Bosutinib monohydrate (BST) is an anticancer medicine used to treat Philadelphia chromosome-positive (Ph+) chronic myeloid leukemia. The present research focuses on the separation and structural elucidation of degradation impurities of BST using reversed-phase chromatography, mass spectrometry, and nuclear magnetic resonance spectroscopy methods. As per the International Council for Harmonisation (ICH) Q1A and Q1B guidelines, the stress degradation experiments on BST were carried out. The separation of degradation impurities was accomplished on an RP-HPLC using Agilent ZORBAX Eclipse plus C18 column (4.6 × 250 mm, 5 μm) on a gradient program with a flow rate of 1 mL/min, and 0.1% formic acid in water (%A) and acetonitrile (%B) as the mobile phases. Eight degradation impurities were detected in basic hydrolysis, oxidative conditions (H₂O₂), and photolytic (UV light and visible light) conditions. Structural elucidation of degradation impurities was performed by LC-Q-TOF-MS/MS. The obtained experimental masses were used to propose the fragmentation patterns and structures of BST and its degradation impurities. The data obtained from the mass spectrometry were used to propose the mechanism for the formation of the degradation impurities. The DI B-6 was isolated and NMR studies were performed for the confirmation of its structure.
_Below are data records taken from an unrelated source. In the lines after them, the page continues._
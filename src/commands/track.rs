use crate::context::AppContext;
use crate::export::write_price_table;
use crate::models::{AssetId, PriceReport};
use crate::prices::build_report;
use anyhow::Result;
use log::{info, warn};
use std::path::Path;

pub async fn run(app: &AppContext, coins: &[AssetId], output_path: &Path) -> Result<PriceReport> {
    info!("Fetching USD prices for {} coin(s): {}", coins.len(), coins.join(", "));

    let payload = app.coingecko()?.fetch_simple_prices(coins).await?;
    let report = build_report(coins, payload)?;
    if !report.missing.is_empty() {
        warn!(
            "CoinGecko returned no price for: {}",
            report.missing.join(", ")
        );
    }

    write_price_table(output_path, &report.table)?;
    info!(
        "Price table with {} row(s) written to {}",
        report.table.len(),
        output_path.display()
    );

    Ok(report)
}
Zeneth was used to anticipate the in silico degradation profile of BST. The structures of seven degradation impurities matched with the in silico predictions of Zeneth. DEREK Nexus and SARAH Nexus were the in silico tools used to predict toxicity and mutagenicity. Thus, the outcomes attained from this study could be relevant for regular analysis and stability testing of BST in quality control laboratories.